FROM COURT TO FARM: Mary Dubose and Chanda Rigby participate in Farm City Job Swap
Published 3:00 am Saturday, November 12, 2016
The drumming of the basketball on the hardwood is music to the ears of Mary Dubose just as it is to Chanda Rigby.
The mooing of the mama cow is as familiar to Chanda Rigby as it is to Mary Dubose.
The Pike County Farm City Job Swap committee probably didn’t know that when they invited Dubose and Rigby to participate in the 2016 Farm-City Job Swap. The annual “swap” is designed for members of the rural and urban communities to swap jobs for a day. The purpose is for each to gain a better understanding of and appreciation for what the other does.
Dubose, who is at home on the farm in Banks, and Rigby, whose home court is Trojan Arena, seemed to be at odds, professionally. However, Dubose was a student of basketball. She played guard and point guard for the Dixie Academy Rebels and Rigby grew up on a dairy farm in Franklinton, Louisiana.
But the dye had been cast. The invitations had been issued and accepted. The show must go on and it could not have been a better show. From the minute they met, Dubose and Rigby “hit it off.” Even though each was familiar with the other’s profession, the Job Swap experience was a unique way to spend a girls’ day out.
Rigby is the women’s basketball coach at Troy University and she invited Dubose into the locker room prior to the team’s tune-up contest against a Brazilian professional team, Uninassau, on November 1 and then to be her “bench assistant” during the game.
Rigby thought she would give Mary a few minutes to give the team a pep talk before they went out on the court. She expected a “go team, win” kind of response from Dubose.
“But I was shocked,” Rigby said, laughing. “She knew basketball. She gave a great pep talk. I didn’t expect it. We could learn something from her.”
Dubose said just harkened back to her days on the court.
“Basketball was different for me. We didn’t have the three-point shot. I couldn’t have hit it anyway. But I knew about man-to-man defense and zone defense.”
Her advice to the team was “if you’re in the paint, don’t put the ball on the floor” and “watch the gut.” “A ball handler can fool you with head fakes,” Dubose said. “But watch the gut. It doesn’t lie.”
Dubose had been to Trojan Arena for a graduation ceremony but not for a basketball game.
“The arena has a different feel when it’s a basketball game,” she said. “I really enjoyed it and I’ll be back to see Chanda’s team and probably the men’s team, too.”
Rigby was at Dubose Farm in Banks early Thursday morning. She had her boots on and was ready to witness the birth of Paisley’s calf. She hopped in the truck with Dubose, riding shotgun.

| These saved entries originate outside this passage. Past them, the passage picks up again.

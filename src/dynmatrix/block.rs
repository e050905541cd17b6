use crate::traits::Scalar;

use super::view::{BlockView, BlockViewMut, VectorView, VectorViewMut};
use super::DynMatrix;

// ── Borrowed windows ────────────────────────────────────────────────

impl<T> DynMatrix<T> {
    /// Borrow a `rows x cols` window starting at `(i, j)`.
    ///
    /// Panics if the window extends beyond the matrix bounds.
    ///
    /// ```
    /// use linsolve::DynMatrix;
    /// let m = DynMatrix::from_fn(3, 3, |i, j| (i * 3 + j) as f64);
    /// let b = m.view(1, 1, 2, 2);
    /// assert_eq!(b[(0, 0)], 4.0);
    /// assert_eq!(b[(1, 1)], 8.0);
    /// ```
    pub fn view(&self, i: usize, j: usize, rows: usize, cols: usize) -> BlockView<'_, T> {
        assert!(
            i + rows <= self.nrows && j + cols <= self.ncols,
            "view ({},{}) size {}x{} out of bounds for {}x{} matrix",
            i, j, rows, cols, self.nrows, self.ncols,
        );
        BlockView::new(&self.data, self.ncols, (i, j), (rows, cols))
    }

    /// Mutably borrow a `rows x cols` window starting at `(i, j)`.
    pub fn view_mut(&mut self, i: usize, j: usize, rows: usize, cols: usize) -> BlockViewMut<'_, T> {
        assert!(
            i + rows <= self.nrows && j + cols <= self.ncols,
            "view ({},{}) size {}x{} out of bounds for {}x{} matrix",
            i, j, rows, cols, self.nrows, self.ncols,
        );
        let stride = self.ncols;
        BlockViewMut::new(&mut self.data, stride, (i, j), (rows, cols))
    }

    /// Borrow the whole matrix as a window.
    #[inline]
    pub fn as_view(&self) -> BlockView<'_, T> {
        self.view(0, 0, self.nrows, self.ncols)
    }

    /// Mutably borrow the whole matrix as a window.
    #[inline]
    pub fn as_view_mut(&mut self) -> BlockViewMut<'_, T> {
        let (r, c) = (self.nrows, self.ncols);
        self.view_mut(0, 0, r, c)
    }

    /// Borrow row `i`.
    ///
    /// ```
    /// use linsolve::DynMatrix;
    /// let m = DynMatrix::from_rows(2, 3, &[1.0, 2.0, 3.0, 4.0, 5.0, 6.0]);
    /// assert_eq!(m.row(1)[2], 6.0);
    /// ```
    pub fn row(&self, i: usize) -> VectorView<'_, T> {
        assert!(
            i < self.nrows,
            "row {} out of bounds for {}x{} matrix",
            i, self.nrows, self.ncols,
        );
        VectorView::new(&self.data, i * self.ncols, 1, self.ncols)
    }

    /// Mutably borrow row `i`.
    pub fn row_mut(&mut self, i: usize) -> VectorViewMut<'_, T> {
        assert!(
            i < self.nrows,
            "row {} out of bounds for {}x{} matrix",
            i, self.nrows, self.ncols,
        );
        let n = self.ncols;
        VectorViewMut::new(&mut self.data, i * n, 1, n)
    }

    /// Borrow column `j`.
    ///
    /// ```
    /// use linsolve::DynMatrix;
    /// let m = DynMatrix::from_rows(2, 3, &[1.0, 2.0, 3.0, 4.0, 5.0, 6.0]);
    /// assert_eq!(m.col(2)[1], 6.0);
    /// ```
    pub fn col(&self, j: usize) -> VectorView<'_, T> {
        assert!(
            j < self.ncols,
            "col {} out of bounds for {}x{} matrix",
            j, self.nrows, self.ncols,
        );
        VectorView::new(&self.data, j, self.ncols, self.nrows)
    }

    /// Mutably borrow column `j`.
    pub fn col_mut(&mut self, j: usize) -> VectorViewMut<'_, T> {
        assert!(
            j < self.ncols,
            "col {} out of bounds for {}x{} matrix",
            j, self.nrows, self.ncols,
        );
        let (m, n) = (self.nrows, self.ncols);
        VectorViewMut::new(&mut self.data, j, n, m)
    }
}

// ── Owned block copies ──────────────────────────────────────────────

impl<T: Scalar> DynMatrix<T> {
    /// Copy a `rows x cols` sub-matrix starting at `(i, j)` into a new matrix.
    ///
    /// ```
    /// use linsolve::DynMatrix;
    /// let m = DynMatrix::from_fn(3, 3, |i, j| (i * 3 + j) as f64);
    /// let b = m.block(0, 1, 2, 2);
    /// assert_eq!(b.as_slice(), &[1.0, 2.0, 4.0, 5.0]);
    /// ```
    pub fn block(&self, i: usize, j: usize, rows: usize, cols: usize) -> Self {
        self.view(i, j, rows, cols).to_matrix()
    }

    /// Write `src` into self starting at position `(i, j)`.
    ///
    /// Panics if the block extends beyond the matrix bounds.
    pub fn set_block(&mut self, i: usize, j: usize, src: &DynMatrix<T>) {
        self.view_mut(i, j, src.nrows, src.ncols).copy_from(src);
    }
}
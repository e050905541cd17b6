use criterion::{criterion_group, criterion_main, BenchmarkId, Criterion};
use linsolve::{DynMatrix, DynVector, GaussJordan, LinearSolver, LuSolver};

// ---------------------------------------------------------------------------
// Helpers: diagonally dominant systems so both strategies reach full rank
// ---------------------------------------------------------------------------

fn system(n: usize) -> (DynMatrix<f64>, Vec<f64>) {
    let a = DynMatrix::from_fn(n, n, |i, j| {
        let off = ((i * 7 + j * 3) % 11) as f64 - 5.0;
        if i == j {
            off + 4.0 * n as f64
        } else {
            off
        }
    });
    let b = (0..n).map(|i| (i + 1) as f64).collect();
    (a, b)
}

// ---------------------------------------------------------------------------
// Repeated solve of a loaded system
// ---------------------------------------------------------------------------

fn solve_sizes(c: &mut Criterion) {
    let mut g = c.benchmark_group("solve");

    for &n in &[4usize, 16, 64] {
        let (a, b) = system(n);

        g.bench_with_input(BenchmarkId::new("gauss_jordan", n), &n, |bench, &n| {
            let mut s = GaussJordan::<f64>::with_dim(n);
            s.set_system(&a, &b).unwrap();
            let mut x = DynVector::zeros(n, 0.0);
            bench.iter(|| std::hint::black_box(s.solve(std::hint::black_box(&mut x))))
        });

        g.bench_with_input(BenchmarkId::new("lu", n), &n, |bench, &n| {
            let mut s = LuSolver::<f64>::with_dim(n);
            s.set_system(&a, &b).unwrap();
            let mut x = DynVector::zeros(n, 0.0);
            bench.iter(|| std::hint::black_box(s.solve(std::hint::black_box(&mut x))))
        });
    }

    g.finish();
}

// ---------------------------------------------------------------------------
// Load + solve through the trait object, as a caller holding dyn would
// ---------------------------------------------------------------------------

fn load_and_solve(c: &mut Criterion) {
    let mut g = c.benchmark_group("load_and_solve_16");
    let (a, b) = system(16);

    g.bench_function("gauss_jordan", |bench| {
        let mut gj = GaussJordan::<f64>::with_dim(16);
        let s: &mut dyn LinearSolver<f64> = &mut gj;
        bench.iter(|| {
            s.set_system(std::hint::black_box(&a), &b).unwrap();
            s.solve_new()
        })
    });

    g.bench_function("lu", |bench| {
        let mut lu = LuSolver::<f64>::with_dim(16);
        let s: &mut dyn LinearSolver<f64> = &mut lu;
        bench.iter(|| {
            s.set_system(std::hint::black_box(&a), &b).unwrap();
            s.solve_new()
        })
    });

    g.finish();
}

criterion_group!(benches, solve_sizes, load_and_solve);
criterion_main!(benches);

“That means you have to get out and open the gates,” Dubose said, laughing.
The cow herd was grazing in a pasture just down the road. Dubose was the first out of the truck in an effort to located Paisley. But to the surprise of both Rigby and Dubose, Paisley had already given birth and had the calf hidden safely away.
“I was disappointed,” Rigby said. “But I enjoyed walking among the cows in the pasture. I even liked the way it smelled. Reminded me of home.” Back home in Louisiana, Husser Farms was home to 100 dairy cows and eight were milked each morning and night. Cows don’t go on vacation. Rigby, laughingly, said she didn’t have any plans to be a milkmaid.
“I didn’t like milking,” she said. “I think milking is why I started playing basketball. If I was at practice or at games, I didn’t have to milk.”
Rigby got a “turn” behind tractor wheel and Dubose taught her how to use a disc plow.
“Driving a tractor is more complex than I thought,” Rigby said. “Driving the tractor was a new experience and I loved being out in the fields. It was so quiet and peaceful.”
At the day’s end, Rigby and Dubose said their goodbyes having formed a friendship that probably would never have happened had they not “job swapped.”
They were both better for the experience. Although, Rigby’s at home in the gym, she knows where she can go to find peace and quiet. Dubose’s home is on the farm but, if things get too quiet on the farm, she knows where to go.